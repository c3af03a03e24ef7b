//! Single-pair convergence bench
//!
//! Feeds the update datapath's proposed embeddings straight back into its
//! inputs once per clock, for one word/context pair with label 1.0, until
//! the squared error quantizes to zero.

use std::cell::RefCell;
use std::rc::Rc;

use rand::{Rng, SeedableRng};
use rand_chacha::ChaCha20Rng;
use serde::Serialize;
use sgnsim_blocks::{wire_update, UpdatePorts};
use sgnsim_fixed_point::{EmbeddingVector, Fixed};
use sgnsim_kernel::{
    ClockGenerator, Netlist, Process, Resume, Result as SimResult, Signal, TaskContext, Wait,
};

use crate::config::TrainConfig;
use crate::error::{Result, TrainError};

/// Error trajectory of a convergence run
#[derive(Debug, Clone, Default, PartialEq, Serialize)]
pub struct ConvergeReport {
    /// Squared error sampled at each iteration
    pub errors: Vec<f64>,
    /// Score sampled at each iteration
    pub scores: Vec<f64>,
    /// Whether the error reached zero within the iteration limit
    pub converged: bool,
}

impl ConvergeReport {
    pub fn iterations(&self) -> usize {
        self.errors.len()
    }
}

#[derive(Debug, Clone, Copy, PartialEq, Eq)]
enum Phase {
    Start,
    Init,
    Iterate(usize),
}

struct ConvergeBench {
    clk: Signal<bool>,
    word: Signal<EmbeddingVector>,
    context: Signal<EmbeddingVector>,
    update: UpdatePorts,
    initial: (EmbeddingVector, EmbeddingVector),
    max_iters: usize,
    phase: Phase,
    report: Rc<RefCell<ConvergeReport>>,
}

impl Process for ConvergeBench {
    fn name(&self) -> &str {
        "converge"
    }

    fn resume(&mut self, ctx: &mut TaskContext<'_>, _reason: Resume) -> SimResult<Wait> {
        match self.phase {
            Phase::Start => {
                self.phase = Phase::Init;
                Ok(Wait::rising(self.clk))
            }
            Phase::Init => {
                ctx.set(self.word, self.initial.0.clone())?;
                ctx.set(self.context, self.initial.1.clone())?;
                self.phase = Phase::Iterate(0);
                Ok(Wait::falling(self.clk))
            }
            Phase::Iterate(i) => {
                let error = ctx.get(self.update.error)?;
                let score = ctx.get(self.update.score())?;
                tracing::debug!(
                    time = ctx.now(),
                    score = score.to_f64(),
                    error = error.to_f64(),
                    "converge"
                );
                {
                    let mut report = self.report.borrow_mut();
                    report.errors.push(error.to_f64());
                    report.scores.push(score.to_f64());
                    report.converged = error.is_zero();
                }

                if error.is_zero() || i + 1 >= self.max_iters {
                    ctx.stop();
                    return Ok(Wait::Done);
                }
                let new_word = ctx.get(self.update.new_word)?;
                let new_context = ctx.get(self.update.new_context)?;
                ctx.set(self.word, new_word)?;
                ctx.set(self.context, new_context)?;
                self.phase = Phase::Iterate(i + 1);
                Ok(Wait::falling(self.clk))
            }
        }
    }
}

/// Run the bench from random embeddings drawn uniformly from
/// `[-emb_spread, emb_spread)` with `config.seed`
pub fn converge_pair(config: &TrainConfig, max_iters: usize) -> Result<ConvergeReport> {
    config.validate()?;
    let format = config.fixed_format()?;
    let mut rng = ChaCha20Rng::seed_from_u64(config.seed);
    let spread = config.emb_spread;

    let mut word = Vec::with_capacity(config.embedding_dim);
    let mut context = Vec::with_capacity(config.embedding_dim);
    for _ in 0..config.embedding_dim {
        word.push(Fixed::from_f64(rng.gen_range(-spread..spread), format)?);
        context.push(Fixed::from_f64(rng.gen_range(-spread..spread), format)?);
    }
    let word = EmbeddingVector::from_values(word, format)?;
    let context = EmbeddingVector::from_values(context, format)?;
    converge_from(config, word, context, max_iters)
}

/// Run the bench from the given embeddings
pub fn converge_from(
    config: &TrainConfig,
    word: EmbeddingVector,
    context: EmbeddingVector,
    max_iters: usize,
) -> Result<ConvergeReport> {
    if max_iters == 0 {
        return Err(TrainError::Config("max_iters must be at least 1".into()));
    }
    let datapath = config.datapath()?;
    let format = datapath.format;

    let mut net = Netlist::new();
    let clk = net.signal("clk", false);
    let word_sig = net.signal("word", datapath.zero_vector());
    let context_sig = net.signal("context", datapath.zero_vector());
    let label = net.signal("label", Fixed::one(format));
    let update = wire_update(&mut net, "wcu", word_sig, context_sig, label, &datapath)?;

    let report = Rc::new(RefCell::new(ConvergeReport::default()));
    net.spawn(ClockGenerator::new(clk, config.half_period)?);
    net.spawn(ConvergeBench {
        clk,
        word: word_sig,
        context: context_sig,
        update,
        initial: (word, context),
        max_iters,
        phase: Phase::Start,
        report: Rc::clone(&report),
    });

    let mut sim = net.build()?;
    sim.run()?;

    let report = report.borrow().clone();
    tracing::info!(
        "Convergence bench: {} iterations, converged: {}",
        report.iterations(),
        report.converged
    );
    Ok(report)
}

━━━━

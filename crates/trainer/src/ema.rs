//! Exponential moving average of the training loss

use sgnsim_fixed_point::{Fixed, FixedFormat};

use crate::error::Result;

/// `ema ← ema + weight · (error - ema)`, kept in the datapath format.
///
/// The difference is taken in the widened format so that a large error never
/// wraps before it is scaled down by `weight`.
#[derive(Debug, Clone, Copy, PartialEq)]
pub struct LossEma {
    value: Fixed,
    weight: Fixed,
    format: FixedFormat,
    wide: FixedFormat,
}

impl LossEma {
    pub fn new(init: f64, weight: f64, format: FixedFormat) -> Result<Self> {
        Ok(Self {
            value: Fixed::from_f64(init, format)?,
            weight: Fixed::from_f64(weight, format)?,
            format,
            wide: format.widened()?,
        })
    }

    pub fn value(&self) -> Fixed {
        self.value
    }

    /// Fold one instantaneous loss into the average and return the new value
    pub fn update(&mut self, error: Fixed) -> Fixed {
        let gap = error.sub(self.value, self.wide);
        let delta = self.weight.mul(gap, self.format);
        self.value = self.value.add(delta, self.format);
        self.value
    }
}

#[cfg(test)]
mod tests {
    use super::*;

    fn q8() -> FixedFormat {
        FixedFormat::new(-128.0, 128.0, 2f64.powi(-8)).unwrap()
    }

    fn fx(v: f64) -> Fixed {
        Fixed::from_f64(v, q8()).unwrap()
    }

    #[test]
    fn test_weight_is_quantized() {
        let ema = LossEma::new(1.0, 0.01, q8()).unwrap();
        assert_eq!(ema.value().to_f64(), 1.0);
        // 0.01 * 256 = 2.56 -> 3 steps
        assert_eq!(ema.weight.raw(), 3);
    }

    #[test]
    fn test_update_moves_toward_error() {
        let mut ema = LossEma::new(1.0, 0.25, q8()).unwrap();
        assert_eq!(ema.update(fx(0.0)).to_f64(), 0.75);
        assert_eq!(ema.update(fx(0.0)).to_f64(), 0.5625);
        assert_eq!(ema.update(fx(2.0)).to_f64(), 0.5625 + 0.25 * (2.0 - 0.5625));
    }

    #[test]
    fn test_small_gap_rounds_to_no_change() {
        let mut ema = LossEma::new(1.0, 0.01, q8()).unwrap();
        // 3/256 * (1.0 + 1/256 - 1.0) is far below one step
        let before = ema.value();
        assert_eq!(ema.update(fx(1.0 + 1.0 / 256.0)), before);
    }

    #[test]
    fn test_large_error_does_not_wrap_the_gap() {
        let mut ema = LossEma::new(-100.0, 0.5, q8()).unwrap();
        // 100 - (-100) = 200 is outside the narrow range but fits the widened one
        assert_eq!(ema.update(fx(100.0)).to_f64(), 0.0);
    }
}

━━━━

▸ Required action
Working from the data above, extract solely the lines from the one containing "FixedFormat::new(-128.0, 128.0, 2f64.powi(-8)).unwrap()" through the one containing "assert_eq!(ema.update(fx(0.0)).to_f64(), 0.5625);", exactly as they appear, both included.

▸ Answer for the task
        FixedFormat::new(-128.0, 128.0, 2f64.powi(-8)).unwrap()
    }

    fn fx(v: f64) -> Fixed {
        Fixed::from_f64(v, q8()).unwrap()
    }

    #[test]
    fn test_weight_is_quantized() {
        let ema = LossEma::new(1.0, 0.01, q8()).unwrap();
        assert_eq!(ema.value().to_f64(), 1.0);
        // 0.01 * 256 = 2.56 -> 3 steps
        assert_eq!(ema.weight.raw(), 3);
    }

    #[test]
    fn test_update_moves_toward_error() {
        let mut ema = LossEma::new(1.0, 0.25, q8()).unwrap();
        assert_eq!(ema.update(fx(0.0)).to_f64(), 0.75);
        assert_eq!(ema.update(fx(0.0)).to_f64(), 0.5625);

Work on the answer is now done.